The Iraqi guerrilla groups say that they only attack the Occupation forces and avoid attacks on civilians, whereas Zarqawi deliberately targets the latter, having adopted a policy of launching a war against the Shiites. His group rarely tangles with the Americans, al-Hayat says, whereas the Iraqi guerrillas killed 5 Americans over the weekend and shot down a Blackhawk helicopter near Tal Afar. [This is the first claim I know of by the ex-Baathists to have shot down the helicopter.]

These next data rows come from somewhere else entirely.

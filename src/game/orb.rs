//! Collectible orbs and their respawn lifecycle

use rand::Rng;
use rand_chacha::ChaCha8Rng;
use tracing::warn;
use uuid::Uuid;

use crate::config::WorldConfig;
use crate::game::physics::PhysicsSystem;
use crate::game::player::PlayerState;

/// Placement attempts before giving up on spacing and spawning anyway.
const PLACEMENT_ATTEMPTS: u32 = 8;

/// A live collectible orb.
#[derive(Debug, Clone)]
pub struct Orb {
    pub id: Uuid,
    pub x: f32,
    pub y: f32,
    pub value: u32,
}

/// A collected orb waiting to be replaced.
#[derive(Debug, Clone)]
pub struct OrbRespawn {
    /// Id of the collected orb, kept for log correlation
    pub orb_id: Uuid,
    /// Milliseconds until the replacement spawns
    pub remaining_ms: f32,
}

/// Pick a spawn position for a new orb.
///
/// Tries a bounded number of random draws, rejecting positions too close to
/// a player or another orb. Exhaustion is not an error: the last resort is
/// an unchecked draw, because keeping the orb count alive outweighs spacing.
pub fn place_orb<'a>(
    rng: &mut ChaCha8Rng,
    config: &WorldConfig,
    players: impl Iterator<Item = &'a PlayerState> + Clone,
    orbs: &[Orb],
) -> (f32, f32) {
    for _ in 0..PLACEMENT_ATTEMPTS {
        let (x, y) = random_orb_position(rng, config);
        if is_space_free(x, y, config, players.clone(), orbs) {
            return (x, y);
        }
    }

    warn!("orb placement exhausted {PLACEMENT_ATTEMPTS} attempts, spawning unchecked");
    random_orb_position(rng, config)
}

fn random_orb_position(rng: &mut ChaCha8Rng, config: &WorldConfig) -> (f32, f32) {
    let angle = rng.gen_range(0.0..std::f32::consts::TAU);
    let distance = rng.gen_range(0.0..(config.world_radius - config.orb_radius * 2.0));
    (angle.cos() * distance, angle.sin() * distance)
}

fn is_space_free<'a>(
    x: f32,
    y: f32,
    config: &WorldConfig,
    players: impl Iterator<Item = &'a PlayerState>,
    orbs: &[Orb],
) -> bool {
    for player in players {
        if PhysicsSystem::circles_overlap(
            player.x,
            player.y,
            x,
            y,
            config.player_radius + config.orb_radius,
        ) {
            return false;
        }
    }
    for orb in orbs {
        if PhysicsSystem::circles_overlap(orb.x, orb.y, x, y, config.orb_radius * 2.0) {
            return false;
        }
    }
    true
}

#[cfg(test)]
mod tests {
    use super::*;
    use rand::SeedableRng;

    #[test]
    fn placement_stays_inside_the_world() {
        let config = WorldConfig::default();
        let mut rng = ChaCha8Rng::seed_from_u64(7);

        for _ in 0..200 {
            let (x, y) = place_orb(&mut rng, &config, std::iter::empty(), &[]);
            let dist = (x * x + y * y).sqrt();
            assert!(dist <= config.world_radius - config.orb_radius * 2.0);
        }
    }

    #[test]
    fn placement_avoids_existing_orbs_when_possible() {
        let config = WorldConfig::default();
        let mut rng = ChaCha8Rng::seed_from_u64(11);

        let orbs: Vec<Orb> = (0..4)
            .map(|i| Orb {
                id: Uuid::new_v4(),
                x: i as f32 * 50.0,
                y: 0.0,
                value: 1,
            })
            .collect();

        let (x, y) = place_orb(&mut rng, &config, std::iter::empty(), &orbs);
        for orb in &orbs {
            let dx = orb.x - x;
            let dy = orb.y - y;
            assert!((dx * dx + dy * dy).sqrt() >= config.orb_radius * 2.0);
        }
    }

    #[test]
    fn exhausted_search_still_yields_a_position() {
        // Shrink the world so every draw collides with the player at origin.
        let mut config = WorldConfig::default();
        config.world_radius = 30.0;
        config.player_radius = 8.0;
        let mut rng = ChaCha8Rng::seed_from_u64(3);

        let blocker = PlayerState::new(Uuid::new_v4(), "blocker".into(), 0.0, 0.0);
        let players = [blocker];

        // Must fall back rather than starve.
        let (x, y) = place_orb(&mut rng, &config, players.iter(), &[]);
        assert!(x.is_finite() && y.is_finite());
    }
}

Iraqi guerrillas were especially upset about the bombing of potential police recruits in Ramadi, since some of the men belonged to the Sunni Arab guerrilla movement. The guerrillas had given them permission to enlist under a secret agreement they had reached with the Americans via the mediation of tribal chieftains, stipulating that the guerrillas would dominate the security services, the police and army in the Sunni Arab provinces, as an element in an over-all settlement. The guerrillas would be able to place their men in the security services of Anbar, Salahuddin and Ninevah provinces. In return for their accepting this deal, the Sunni Arab guerrillas would also get the release of their commanders from American prisons, along with the release of some Baathist prisoners from the former regime. (Saddam and some of his worst henchmen are excluded from this deal.)

If this agreement shows signs of working out, the two sides will sign a wide-ranging formal political agreement. The conference planned for Baghdad to continue the work of the Cairo conference last fall is part of the negotiating plann.

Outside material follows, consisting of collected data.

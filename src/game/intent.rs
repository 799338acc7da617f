//! Buffered client input intents and per-tick resolution

use std::collections::HashMap;

use serde::{Deserialize, Serialize};
use uuid::Uuid;

/// Direction magnitudes below this are treated as no input.
const DIRECTION_EPSILON: f32 = 1e-4;

/// A raw movement/ability command from a client.
///
/// Clients emit one of these on every input change. They may arrive
/// out of order or duplicated; only the highest sequence received since the
/// previous tick is physically meaningful.
#[derive(Debug, Clone, Serialize, Deserialize)]
pub struct InputIntent {
    /// Client-monotonic sequence number
    pub seq: u32,
    /// Raw movement vector X (unnormalized)
    pub move_x: f32,
    /// Raw movement vector Y (unnormalized)
    pub move_y: f32,
    /// Dash requested this intent
    pub dash: bool,
    /// Player the client is trying to tag, if any
    pub tag_target: Option<Uuid>,
}

/// One effective intent for a tick, with the movement vector normalized to a
/// unit direction (or zero when below epsilon).
#[derive(Debug, Clone, Copy, PartialEq)]
pub struct ResolvedIntent {
    pub seq: u32,
    pub dir_x: f32,
    pub dir_y: f32,
    pub dash: bool,
    pub tag_target: Option<Uuid>,
}

impl ResolvedIntent {
    /// Neutral intent: no movement, no abilities. Carries the player's
    /// previously acknowledged sequence so bookkeeping never regresses.
    pub fn neutral(seq: u32) -> Self {
        Self {
            seq,
            dir_x: 0.0,
            dir_y: 0.0,
            dash: false,
            tag_target: None,
        }
    }

    pub fn has_direction(&self) -> bool {
        self.dir_x != 0.0 || self.dir_y != 0.0
    }

    fn from_raw(intent: &InputIntent) -> Self {
        let magnitude = (intent.move_x * intent.move_x + intent.move_y * intent.move_y).sqrt();
        let (dir_x, dir_y) = if magnitude < DIRECTION_EPSILON {
            (0.0, 0.0)
        } else {
            (intent.move_x / magnitude, intent.move_y / magnitude)
        };
        Self {
            seq: intent.seq,
            dir_x,
            dir_y,
            dash: intent.dash,
            tag_target: intent.tag_target,
        }
    }
}

/// Per-player buffers of raw intents, drained once per tick.
#[derive(Debug, Default)]
pub struct IntentQueue {
    buffers: HashMap<Uuid, Vec<InputIntent>>,
}

impl IntentQueue {
    pub fn new() -> Self {
        Self::default()
    }

    /// Start buffering for a newly joined player.
    pub fn insert_player(&mut self, player_id: Uuid) {
        self.buffers.entry(player_id).or_default();
    }

    /// Drop a leaving player's buffer, discarding anything queued.
    pub fn remove_player(&mut self, player_id: &Uuid) {
        self.buffers.remove(player_id);
    }

    /// Append a raw intent. Unknown player ids are a silent no-op: the
    /// player was already removed and the intent raced the leave.
    pub fn enqueue(&mut self, player_id: Uuid, intent: InputIntent) {
        if let Some(buffer) = self.buffers.get_mut(&player_id) {
            buffer.push(intent);
        }
    }

    /// Drain the buffer and resolve it to the single effective intent for
    /// this tick: the highest sequence wins, arrival order breaks ties.
    /// An empty buffer yields a neutral intent carrying `fallback_seq`.
    pub fn consume(&mut self, player_id: &Uuid, fallback_seq: u32) -> ResolvedIntent {
        let Some(buffer) = self.buffers.get_mut(player_id) else {
            return ResolvedIntent::neutral(fallback_seq);
        };
        if buffer.is_empty() {
            return ResolvedIntent::neutral(fallback_seq);
        }

        // Stable sort keeps arrival order among equal sequences; the last
        // element is then the latest-arrived intent of the highest sequence.
        buffer.sort_by_key(|intent| intent.seq);
        let latest = buffer.last().map(ResolvedIntent::from_raw);
        buffer.clear();
        latest.unwrap_or_else(|| ResolvedIntent::neutral(fallback_seq))
    }
}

The increased desire of insurgents to bolster their legitimacy by attacking United States forces may explain the Blackhawk attack -- either the attack in itself or the claim of responsibility. This supposed agreement is quite interesting. It precludes al Qaeda, I believe, and today there was another al Qaeda attack on police forces, New York Times:
Al Qaeda in Mesopotamia claimed responsibility for the attack, which took place near a checkpoint about half a mile from a ceremony, which was attended by the American ambassador and Iraq's interior and defense ministers. The blasts, which came about four minutes apart just before noon, were heard at the ceremony but did not interrupt it.

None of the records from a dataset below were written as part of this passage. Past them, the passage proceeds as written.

//! Structured float records stored in a square texture.
//!
//! A [`DataTexture`] holds `record_count` records of `slots` vec3/vec4 values
//! each. Slot `s` of record `r` lives at the linear texel `r * slots + s`, and
//! linear texel `i` sits at column `i % side`, row `i / side`. The generated
//! WGSL performs the exact same mapping with `textureLoad`, so the shader reads
//! back bit-identical floats.
//!
//! Writes only touch the CPU copy and mark it dirty. The render loop calls
//! [`DataTexture::flush`] once per frame to push the whole buffer to the GPU.

use std::borrow::Cow;

use log::warn;

pub mod matrix;

pub use matrix::{MatrixAndInvTexture, MatrixTexture, matrix_and_normal_columns};

/// Number of floats per slot.
#[derive(Clone, Copy, Debug, PartialEq, Eq)]
pub enum SlotWidth {
    Vec3,
    Vec4,
}

impl SlotWidth {
    pub fn components(self) -> usize {
        match self {
            SlotWidth::Vec3 => 3,
            SlotWidth::Vec4 => 4,
        }
    }

    fn wgsl_type(self) -> &'static str {
        match self {
            SlotWidth::Vec3 => "vec3<f32>",
            SlotWidth::Vec4 => "vec4<f32>",
        }
    }

    fn wgsl_swizzle(self) -> &'static str {
        match self {
            SlotWidth::Vec3 => ".xyz",
            SlotWidth::Vec4 => "",
        }
    }
}

/// Receiver of flushed texel data, one RGBA32F texel per slot.
pub trait TexelSink {
    fn upload(&mut self, side: u32, texels: &[f32]);
}

#[derive(Clone, Debug)]
pub struct DataTexture {
    name: String,
    record_count: u32,
    slots: u32,
    width: SlotWidth,
    side: u32,
    data: Vec<f32>,
    dirty: bool,
}

impl DataTexture {
    /// `name` ends up in WGSL identifiers and must be a valid one.
    pub fn new(name: impl Into<String>, record_count: u32, slots: u32, width: SlotWidth) -> Self {
        let side = side_for(record_count as u64 * slots as u64);
        let data = vec![0.0; record_count as usize * slots as usize * width.components()];
        Self {
            name: name.into(),
            record_count,
            slots,
            width,
            side,
            data,
            dirty: false,
        }
    }

    pub fn name(&self) -> &str {
        &self.name
    }

    pub fn record_count(&self) -> u32 {
        self.record_count
    }

    pub fn slots(&self) -> u32 {
        self.slots
    }

    pub fn width(&self) -> SlotWidth {
        self.width
    }

    /// Edge length of the square texture.
    pub fn side(&self) -> u32 {
        self.side
    }

    pub fn is_dirty(&self) -> bool {
        self.dirty
    }

    fn record_len(&self) -> usize {
        self.slots as usize * self.width.components()
    }

    /// Overwrite a whole record. A value count other than `slots * components`
    /// is logged and ignored.
    ///
    /// Keeping `index` below [`record_count`](Self::record_count) is up to the
    /// caller; past it this panics.
    pub fn set_record(&mut self, index: u32, values: &[f32]) -> bool {
        let len = self.record_len();
        if values.len() != len {
            warn!(
                "{}: record {} expects {} values, got {}",
                self.name,
                index,
                len,
                values.len()
            );
            return false;
        }
        let start = index as usize * len;
        self.data[start..start + len].copy_from_slice(values);
        self.dirty = true;
        true
    }

    /// Overwrite one slot of a record.
    pub fn set_slot(&mut self, index: u32, slot: u32, values: &[f32]) -> bool {
        let components = self.width.components();
        if values.len() != components || slot >= self.slots {
            warn!(
                "{}: slot {} of record {} rejected ({} values)",
                self.name,
                slot,
                index,
                values.len()
            );
            return false;
        }
        let start = (index as usize * self.slots as usize + slot as usize) * components;
        self.data[start..start + components].copy_from_slice(values);
        self.dirty = true;
        true
    }

    pub fn record(&self, index: u32) -> &[f32] {
        let len = self.record_len();
        let start = index as usize * len;
        &self.data[start..start + len]
    }

    pub fn slot(&self, index: u32, slot: u32) -> &[f32] {
        let components = self.width.components();
        let start = (index as usize * self.slots as usize + slot as usize) * components;
        &self.data[start..start + components]
    }

    /// Column and row of the texel that stores `slot` of `record`.
    pub fn texel_coords(&self, record: u32, slot: u32) -> (u32, u32) {
        let linear = record * self.slots + slot;
        (linear % self.side, linear / self.side)
    }

    /// Backing data as `side * side` RGBA texels; vec3 slots are padded with
    /// `w = 1`. Texels past the last record are zero (`w = 1` for vec3).
    pub fn texels(&self) -> Cow<'_, [f32]> {
        let total = self.side as usize * self.side as usize * 4;
        match self.width {
            SlotWidth::Vec4 if self.data.len() == total => Cow::Borrowed(&self.data),
            SlotWidth::Vec4 => {
                let mut texels = self.data.clone();
                texels.resize(total, 0.0);
                Cow::Owned(texels)
            }
            SlotWidth::Vec3 => {
                let mut texels: Vec<f32> = self
                    .data
                    .chunks_exact(3)
                    .flat_map(|c| [c[0], c[1], c[2], 1.0])
                    .collect();
                while texels.len() < total {
                    texels.extend_from_slice(&[0.0, 0.0, 0.0, 1.0]);
                }
                Cow::Owned(texels)
            }
        }
    }

    /// Upload the texels if anything changed since the last flush.
    pub fn flush(&mut self, sink: &mut dyn TexelSink) -> bool {
        if !self.dirty {
            return false;
        }
        self.dirty = false;
        sink.upload(self.side, &self.texels());
        true
    }

    fn pascal_name(&self) -> String {
        self.name
            .split('_')
            .filter(|part| !part.is_empty())
            .map(|part| {
                let mut chars = part.chars();
                match chars.next() {
                    Some(first) => first.to_ascii_uppercase().to_string() + chars.as_str(),
                    None => String::new(),
                }
            })
            .collect()
    }

    /// WGSL name of the texture binding.
    pub fn map_name(&self) -> String {
        format!("{}_map", self.name)
    }

    /// WGSL name of the decoded record struct.
    pub fn struct_name(&self) -> String {
        format!("{}Data", self.pascal_name())
    }

    /// Texture declaration, record struct and accessors for this layout.
    pub fn wgsl(&self, group: u32, binding: u32) -> String {
        let map = self.map_name();
        let ty = self.width.wgsl_type();
        let name = &self.name;
        let record = self.struct_name();
        let fields: String = (0..self.slots)
            .map(|i| format!("    data{i}: {ty},\n"))
            .collect();
        let reads: String = (0..self.slots)
            .map(|i| format!("    result.data{i} = sample_{name}(start + {i}u);\n"))
            .collect();
        format!(
            "@group({group}) @binding({binding})
var {map}: texture_2d<f32>;

struct {record} {{
{fields}}}

fn sample_{name}(index: u32) -> {ty} {{
    let side = textureDimensions({map}).x;
    let texel = textureLoad({map}, vec2<u32>(index % side, index / side), 0);
    return texel{swizzle};
}}

fn get_{name}_data(record: u32) -> {record} {{
    let start = record * {slots}u;
    var result: {record};
{reads}    return result;
}}
",
            swizzle = self.width.wgsl_swizzle(),
            slots = self.slots,
        )
    }

    /// WGSL statement binding the record at `index` to `var`.
    pub fn wgsl_fetch(&self, var: &str, index: &str) -> String {
        format!("let {var} = get_{}_data({index});", self.name)
    }
}

/// Smallest square edge that fits `texels` texels.
pub fn side_for(texels: u64) -> u32 {
    let mut side = (texels as f64).sqrt().ceil() as u64;
    while side * side < texels {
        side += 1;
    }
    side.max(1) as u32
}

/// CPU mirror of the generated `sample_*` function: the RGBA texel at
/// `linear` of a `side` x `side` texel array.
pub fn decode_slot(texels: &[f32], side: u32, linear: u32) -> [f32; 4] {
    let (x, y) = (linear % side, linear / side);
    let start = (y as usize * side as usize + x as usize) * 4;
    [
        texels[start],
        texels[start + 1],
        texels[start + 2],
        texels[start + 3],
    ]
}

The interior ministry is not a popular organization in the Sunni Arab part of Iraq, so there may be few recriminations.

Cole also is doubtful that al Qaeda has been responsible for all recent civilian attacks:
Since there are too few foreign fighters under Zarqawi to account for all the attacks on civilians around the country, I conclude that a lot of them are actually carried out by the Neo-Baathists or Iraqi Salafis, who then blame them on Zarqawi. They thus get to pose as national heroes with clean hands. And Zarqawi gets to boast about being ubiquitous. And Dick Cheney gets to threaten us with al-Qaeda in Iraq (there was no al-Qaeda operating in Iraq before Cheney opened up the possibility by invading the country). So everyone is happy with this lie. But it isn't a plausible one. All this is not to say that there aren't tensions between Zarqawi's people and the ex-Baath captains in the provinces.